Please follow this link in general:

Other than that:

  1. in “paths” section leave only “local” and “dist”
  2. If you want to use hdfs for results, etc. you need to change “dist” to something like “hdfs://namenode:8020/pdfs”
  3. “services” section - please follow a link above to set it up for master, executor, etc.
  4. uncomment: services.coordinator.master.embedded-zookeeper.enabled: false (if you plan to follow advice on #3), as your “master” section is outdated

Thanks @yufeldman. Now, will start the server and see as below to see any errors/success.

  1. Will do
  2. Sure, but for now, I’ll use local path
  3. seems I’ve all the props set as required (i’ve extra for web and client-endpoint) … ? perhaps, will remove
  4. this is how, I have master tag under coordinator… (and commented section also seems to be the same)?
master: {
  enabled: true,
  name: 10.224.21.139,
  port: 45678,

  embedded-zookeeper: {
    enabled: false
  }
},

Thanks
@HLNA

This is the default (starting from 1.4). No “name” as you can see.

master: {
enabled: true,
# configure an embedded ZooKeeper server on the same node as master
embedded-zookeeper: {
enabled: true,
port: 2181,
path: ${paths.local}/zk
}
},

@yufeldman Sorry confused on embedded-zookeeper.enabled=true … I am using an external zookeeper (though it’s on the same cluster) … and as per the documentation, embedded-zookeeper.enabled should be set to “false” for non-embedded zookeeper right?
Or, are you saying that from 1.4, we are suppose to use only embedded-zookeeper?
W.r.t the name attribute, sure, I will remove it.
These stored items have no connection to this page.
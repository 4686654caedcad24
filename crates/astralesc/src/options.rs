use crate::decode::Encoding;

/// Configuration of the default byte decoder, [`XmlDecoder`](crate::XmlDecoder).
///
/// # Examples
///
/// ```rust
/// use astralesc::{DecoderOptions, Encoding, EscapingReader, XmlDecoder};
///
/// let decoder = XmlDecoder::with_options(DecoderOptions {
///     fallback_encoding: Encoding::for_label("windows-1252").unwrap(),
///     ..Default::default()
/// });
/// let reader = EscapingReader::with_collaborators(decoder, astralesc::DefaultResolver);
/// ```
#[derive(Debug, Clone, Copy, PartialEq, Eq)]
#[cfg_attr(feature = "serde", derive(serde::Serialize, serde::Deserialize))]
pub struct DecoderOptions {
    /// Capacity of the buffer placed in front of byte input.
    ///
    /// # Default
    ///
    /// `8192`
    pub buffer_capacity: usize,

    /// How many bytes to look at when searching the XML declaration for its
    /// `encoding` pseudo-attribute.
    ///
    /// The declaration must end within this many bytes from the start of the
    /// document, otherwise it is ignored.
    ///
    /// # Default
    ///
    /// `1024`
    pub declaration_limit: usize,

    /// Encoding used when neither a byte order mark, a UTF-16 byte pattern
    /// nor an XML declaration names one.
    ///
    /// # Default
    ///
    /// UTF-8 ([`Encoding::utf8`]), as XML prescribes.
    pub fallback_encoding: Encoding,
}

impl Default for DecoderOptions {
    fn default() -> Self {
        Self {
            buffer_capacity: 8192,
            declaration_limit: 1024,
            fallback_encoding: Encoding::utf8(),
        }
    }
}
mod scenarios;
pub(crate) mod utils;
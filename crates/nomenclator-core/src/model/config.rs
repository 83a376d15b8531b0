use serde::{Deserialize, Serialize};

use crate::error::{NomenclatorError, Result};
use crate::vocab::STANDARD_NAMES;

/// Architecture hyperparameters of a [`SequenceClassifier`](super::SequenceClassifier).
///
/// Persisted in every model bundle so that loading needs no outside
/// configuration.
#[derive(Debug, Clone, PartialEq, Serialize, Deserialize)]
pub struct ModelConfig {
    /// Number of output labels.
    pub num_labels: usize,
    /// Rows in the character embedding table.
    pub vocab_size: usize,
    /// Width of a character embedding.
    pub embedding_dim: usize,
    /// Hidden width of each recurrent direction.
    pub hidden_dim: usize,
    /// Stacked bidirectional layers.
    pub num_layers: usize,
    /// Dropout rate applied in training mode only.
    pub dropout: f32,
    /// Pool with attention instead of the final recurrent state.
    pub use_attention: bool,
    /// Fixed encoded sequence length.
    pub max_length: usize,
}

impl Default for ModelConfig {
    fn default() -> Self {
        Self {
            num_labels: STANDARD_NAMES.len(),
            vocab_size: 50,
            embedding_dim: 32,
            hidden_dim: 128,
            num_layers: 2,
            dropout: 0.3,
            use_attention: true,
            max_length: 64,
        }
    }
}

impl ModelConfig {
    /// Default architecture sized for the given label and vocabulary counts.
    pub fn new(num_labels: usize, vocab_size: usize) -> Self {
        Self {
            num_labels,
            vocab_size,
            ..Self::default()
        }
    }

    pub fn with_embedding_dim(mut self, dim: usize) -> Self {
        self.embedding_dim = dim;
        self
    }

    pub fn with_hidden_dim(mut self, dim: usize) -> Self {
        self.hidden_dim = dim;
        self
    }

    pub fn with_num_layers(mut self, layers: usize) -> Self {
        self.num_layers = layers;
        self
    }

    pub fn with_dropout(mut self, dropout: f32) -> Self {
        self.dropout = dropout;
        self
    }

    pub fn with_attention(mut self, enabled: bool) -> Self {
        self.use_attention = enabled;
        self
    }

    pub fn with_max_length(mut self, max_length: usize) -> Self {
        self.max_length = max_length;
        self
    }

    /// Reject shapes the classifier cannot be built with.
    pub fn validate(&self) -> Result<()> {
        let sizes = [
            ("num_labels", self.num_labels),
            ("vocab_size", self.vocab_size),
            ("embedding_dim", self.embedding_dim),
            ("hidden_dim", self.hidden_dim),
            ("num_layers", self.num_layers),
            ("max_length", self.max_length),
        ];
        if let Some((name, _)) = sizes.iter().find(|(_, value)| *value == 0) {
            return Err(NomenclatorError::InvalidConfig(format!(
                "{name} must be greater than zero"
            )));
        }
        if !(0.0..1.0).contains(&self.dropout) {
            return Err(NomenclatorError::InvalidConfig(format!(
                "dropout must be in [0, 1), got {}",
                self.dropout
            )));
        }
        Ok(())
    }
}
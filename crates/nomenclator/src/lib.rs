//! # Nomenclator
//!
//! Translate free-text clinical structure names into TG-263 standardized
//! nomenclature with a character-level BiLSTM + attention classifier.
//!
//! This crate re-exports [`nomenclator_core`] (inference, model bundle)
//! and [`nomenclator_trainer`] (synthetic data, training loop).
//!
//! ```no_run
//! use nomenclator::Translator;
//!
//! let translator = Translator::load("models/nomenclator.safetensors").unwrap();
//! for prediction in translator.predict("Lt Parotid", 3).unwrap() {
//!     println!("{prediction}");
//! }
//! ```

pub use nomenclator_core::*;
pub use nomenclator_trainer as trainer;
pub use nomenclator_trainer::{
    SyntheticDataGenerator, TrainingConfig, TrainingHistory, run_training,
};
Will update you. Thanks for helping out.

yes - it is correct embedded zookeeper should be set to false in your case

Thanks a lot… I’'ve just started the servers on all 3 testing. Will update. Thanks for your help.

Hi @yufeldman with various modifications and trimming of the config, I still face the error

So, the dremio service is startable (and status shows as running)… zookeeper (2181) is accessible from master/slaves… but, other ports (9047, 31010, 45678) are not showing up in netstat . As a test, I checked if these ports are accesible using “nc -l” and accessing from other servers using telnet… and it worked fine.
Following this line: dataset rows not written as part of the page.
/// Loss and accuracy over one pass of a dataset.
#[derive(Debug, Clone, Copy, PartialEq, Serialize, Deserialize)]
pub struct Metrics {
    pub loss: f32,
    pub accuracy: f32,
}

#[derive(Debug, Clone, PartialEq, Serialize, Deserialize)]
pub struct EpochRecord {
    /// 1-based.
    pub epoch: usize,
    pub train: Metrics,
    pub validation: Metrics,
    /// Rate used during this epoch.
    pub learning_rate: f64,
}

/// Per-epoch metrics plus the reason training ended.
#[derive(Debug, Clone, PartialEq, Serialize, Deserialize)]
pub struct TrainingHistory {
    pub epochs: Vec<EpochRecord>,
    pub termination: Termination,
    /// Epoch with the lowest validation loss, if any improved at all.
    pub best_epoch: Option<usize>,
}

impl TrainingHistory {
    pub fn last(&self) -> Option<&EpochRecord> {
        self.epochs.last()
    }

    pub fn best(&self) -> Option<&EpochRecord> {
        self.best_epoch
            .and_then(|epoch| self.epochs.iter().find(|r| r.epoch == epoch))
    }

    pub fn validation_losses(&self) -> Vec<f32> {
        self.epochs.iter().map(|r| r.validation.loss).collect()
    }
}

/// Multiplies the learning rate by `factor` once validation loss has
/// failed to improve for `patience` epochs in a row.
#[derive(Debug, Clone)]
pub struct PlateauSchedule {
    factor: f64,
    patience: usize,
    min_lr: f64,
    best: f32,
    stalled: usize,
}

impl PlateauSchedule {
    pub fn new(factor: f64, patience: usize, min_lr: f64) -> Self {
        Self {
            factor,
            patience,
            min_lr,
            best: f32::INFINITY,
            stalled: 0,
        }
    }

    /// Record one epoch. Returns the new rate when it changes.
    pub fn step(&mut self, val_loss: f32, lr: f64) -> Option<f64> {
        if val_loss < self.best {
            self.best = val_loss;
            self.stalled = 0;
            return None;
        }
        self.stalled += 1;
        if self.stalled < self.patience {
            return None;
        }
        self.stalled = 0;
        let decayed = (lr * self.factor).max(self.min_lr);
        (decayed < lr).then_some(decayed)
    }
}

/// Signals a stop after `patience` epochs without improvement.
#[derive(Debug, Clone)]
pub struct EarlyStopping {
    patience: usize,
    best: f32,
    stalled: usize,
}

impl EarlyStopping {
    pub fn new(patience: usize) -> Self {
        Self {
            patience,
            best: f32::INFINITY,
            stalled: 0,
        }
    }

    /// Record one epoch. Returns `true` if `val_loss` is a new best.
    pub fn update(&mut self, val_loss: f32) -> bool {
        if val_loss < self.best {
            self.best = val_loss;
            self.stalled = 0;
            true
        } else {
            self.stalled += 1;
            false
        }
    }

    pub fn should_stop(&self) -> bool {
        self.stalled >= self.patience
    }

    pub fn best(&self) -> f32 {
        self.best
    }
}

pub struct Trainer {
    classifier: SequenceClassifier,
    vocabulary: Vocabulary,
    labels: LabelSet,
    config: TrainingConfig,
    optimizer: AdamW,
    rng: Rand32,
}

impl Trainer {
    /// Fresh classifier sized for `vocabulary` and `labels`.
    pub fn new(
        config: TrainingConfig,
        vocabulary: Vocabulary,
        labels: LabelSet,
        device: &Device,
    ) -> Result<Self> {
        config.validate()?;
        let model_config = config.model_config(&vocabulary, &labels)?;
        let classifier = SequenceClassifier::new(model_config, config.seed, device)?;
        info!("Model parameters: {}", classifier.parameter_count());

        // Plain Adam updates, no weight decay.
        let params = ParamsAdamW {
            lr: config.learning_rate,
            weight_decay: 0.0,
            ..Default::default()
        };
        let optimizer = AdamW::new(classifier.vars(), params)?;
        let rng = Rand32::new(config.seed);

        Ok(Self {
            classifier,
            vocabulary,
            labels,
            config,
            optimizer,
            rng,
        })
    }

    pub fn classifier(&self) -> &SequenceClassifier {
        &self.classifier
    }

    pub fn config(&self) -> &TrainingConfig {
        &self.config
    }

    pub fn learning_rate(&self) -> f64 {
        self.optimizer.learning_rate()
    }

    /// Encode `examples` against this trainer's vocabulary and labels.
    pub fn prepare(&self, examples: &[TrainingExample]) -> Result<Vec<EncodedExample>> {
        encode_examples(
            examples,
            &self.vocabulary,
            &self.labels,
            self.config.max_length,
        )
    }

    /// Encode, split and train on raw examples.
    ///
    /// Every label is checked before the first epoch starts.
    pub fn fit(&mut self, examples: &[TrainingExample]) -> Result<TrainingHistory> {
        let encoded = self.prepare(examples)?;
        let (train, validation) = split_validation(encoded, self.config.validation_split);
        info!(
            "Train size: {}, Val size: {}",
            train.len(),
            validation.len()
        );
        self.fit_encoded(&train, &validation)
    }

    /// Train until convergence, early stopping or `epochs`.
    ///
    /// An empty `validation` set is replaced by an eval-mode pass over
    /// `train`.
    pub fn fit_encoded(
        &mut self,
        train: &[EncodedExample],
        validation: &[EncodedExample],
    ) -> Result<TrainingHistory> {
        if train.is_empty() {
            return Err(NomenclatorError::InvalidConfig(
                "no training examples".into(),
            ));
        }
        let validation = if validation.is_empty() {
            train
        } else {
            validation
        };

        let mut schedule = PlateauSchedule::new(
            self.config.lr_decay_factor,
            self.config.lr_patience,
            self.config.min_learning_rate,
        );
        let mut stopping = EarlyStopping::new(self.config.patience);
        let mut best_state: Option<HashMap<String, Tensor>> = None;
        let mut history = TrainingHistory {
            epochs: Vec::new(),
            termination: Termination::MaxEpochsReached,
            best_epoch: None,
        };

        for epoch in 1..=self.config.epochs {
            let learning_rate = self.learning_rate();
            let train_metrics = self.train_epoch(train)?;
            let val_metrics = self.evaluate(validation)?;

            info!(
                "Epoch {}/{} - train loss {:.4} acc {:.4} | val loss {:.4} acc {:.4} | lr {:.2e}",
                epoch,
                self.config.epochs,
                train_metrics.loss,
                train_metrics.accuracy,
                val_metrics.loss,
                val_metrics.accuracy,
                learning_rate
            );
            if !val_metrics.loss.is_finite() {
                warn!("Validation loss is {} at epoch {}", val_metrics.loss, epoch);
            }
            history.epochs.push(EpochRecord {
                epoch,
                train: train_metrics,
                validation: val_metrics,
                learning_rate,
            });

            if stopping.update(val_metrics.loss) {
                history.best_epoch = Some(epoch);
                best_state = Some(self.classifier.export_parameters()?);
                self.checkpoint()?;
            }

            if let Some(target) = self.config.convergence_loss {
                if val_metrics.loss <= target {
                    info!("Converged at epoch {} (val loss {:.4})", epoch, val_metrics.loss);
                    history.termination = Termination::Converged;
                    break;
                }
            }
            if stopping.should_stop() {
                info!("Early stopping triggered after epoch {}", epoch);
                history.termination = Termination::EarlyStopped;
                break;
            }
            if let Some(lr) = schedule.step(val_metrics.loss, learning_rate) {
                info!("Reducing learning rate to {:.2e}", lr);
                self.optimizer.set_learning_rate(lr);
            }
        }

        if self.config.restore_best {
            if let (Some(state), Some(epoch)) = (&best_state, history.best_epoch) {
                debug!("Restoring parameters from epoch {}", epoch);
                self.classifier.import_parameters(state)?;
            }
        }
        Ok(history)
    }

    /// One shuffled pass with parameter updates.
    pub fn train_epoch(&mut self, examples: &[EncodedExample]) -> Result<Metrics> {
        let batches = make_batches(
            examples,
            self.config.batch_size,
            self.config.max_length,
            Some(&mut self.rng),
        );

        let mut tally = Tally::default();
        for batch in &batches {
            let (loss, logits, targets) = self.batch_loss(batch, Mode::Train)?;
            self.optimizer.backward_step(&loss)?;
            tally.add(&loss, &logits, &targets, batch.len())?;
        }
        Ok(tally.metrics())
    }

    /// Loss and accuracy in eval mode, without parameter updates.
    pub fn evaluate(&self, examples: &[EncodedExample]) -> Result<Metrics> {
        let batches = make_batches(
            examples,
            self.config.batch_size,
            self.config.max_length,
            None,
        );

        let mut tally = Tally::default();
        for batch in &batches {
            let (loss, logits, targets) = self.batch_loss(batch, Mode::Eval)?;
            tally.add(&loss, &logits, &targets, batch.len())?;
        }
        Ok(tally.metrics())
    }

    fn batch_loss(&self, batch: &Batch, mode: Mode) -> Result<(Tensor, Tensor, Tensor)> {
        let device = self.classifier.device();
        let output = self.classifier.forward_batch(&batch.inputs, mode)?;
        let targets = batch.target_tensor(device)?;
        let loss = cross_entropy(&output.logits, &targets)?;
        Ok((loss, output.logits, targets))
    }

    fn checkpoint(&self) -> Result<()> {
        if let Some(path) = &self.config.checkpoint_path {
            write_bundle(path, &self.classifier, &self.vocabulary, &self.labels)?;
            debug!("Checkpoint written to {:?}", path);
        }
        Ok(())
    }

    /// Wrap the trained classifier for inference.
    pub fn into_translator(self) -> Result<Translator> {
        Translator::new(self.classifier, self.vocabulary, self.labels)
    }
}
Should I have to edit the /etc/hosts ? as I am using IP address in dremio.conf for zookeeper attribute.

the current error

2018-02-26 07:24:31,328 [main] INFO c.d.s.fabric.FabricServiceImpl - fabric service has 104857600 bytes reserved
2018-02-26 07:24:31,409 [main] INFO c.dremio.dac.daemon.DACDaemonModule - Internal user/group service is configured.
2018-02-26 07:24:32,149 [main] ERROR o.a.c.f.imps.CuratorFrameworkImpl - Background exception was not retry-able or retry gave up
java.net.UnknownHostException: : Name or service not known
at java.net.Inet6AddressImpl.lookupAllHostAddr(Native Method) ~[na:1.8.0_161]
at java.net.InetAddress$2.lookupAllHostAddr(InetAddress.java:928) ~[na:1.8.0_161]
at java.net.InetAddress.getAddressesFromNameService(InetAddress.java:1323) ~[na:1.8.0_161]
at java.net.InetAddress.getAllByName0(InetAddress.java:1276) ~[na:1.8.0_161]
at java.net.InetAddress.getAllByName(InetAddress.java:1192) ~[na:1.8.0_161]
at java.net.InetAddress.getAllByName(InetAddress.java:1126) ~[na:1.8.0_161]
at org.apache.zookeeper.client.StaticHostProvider.(St

you probably better off using hostnames and most likely internal hostnames

Sure, @yufeldman… will try replacing internal hostnames (aws ec2 ) for zookeeper attribute and will try.

After replacing Zookeeper attribute across all dremio.conf file, still facing the error but for the internal hostname.

2018-02-26 08:42:58,339 [main] ERROR o.a.c.f.imps.CuratorFrameworkImpl - Background exception was not retry-able or retry gave up
java.net.UnknownHostException: ip-<ip_of_master>.us-west-1.compute.internal: Name or service not known

earlier, I even tried adding /etc/hosts as it did not work out… removed the entries and changed the dremio.conf across all servers.

More Info:- The EMR cluster has only private DNS name and Private IP address . The security group has been added to all the nodes.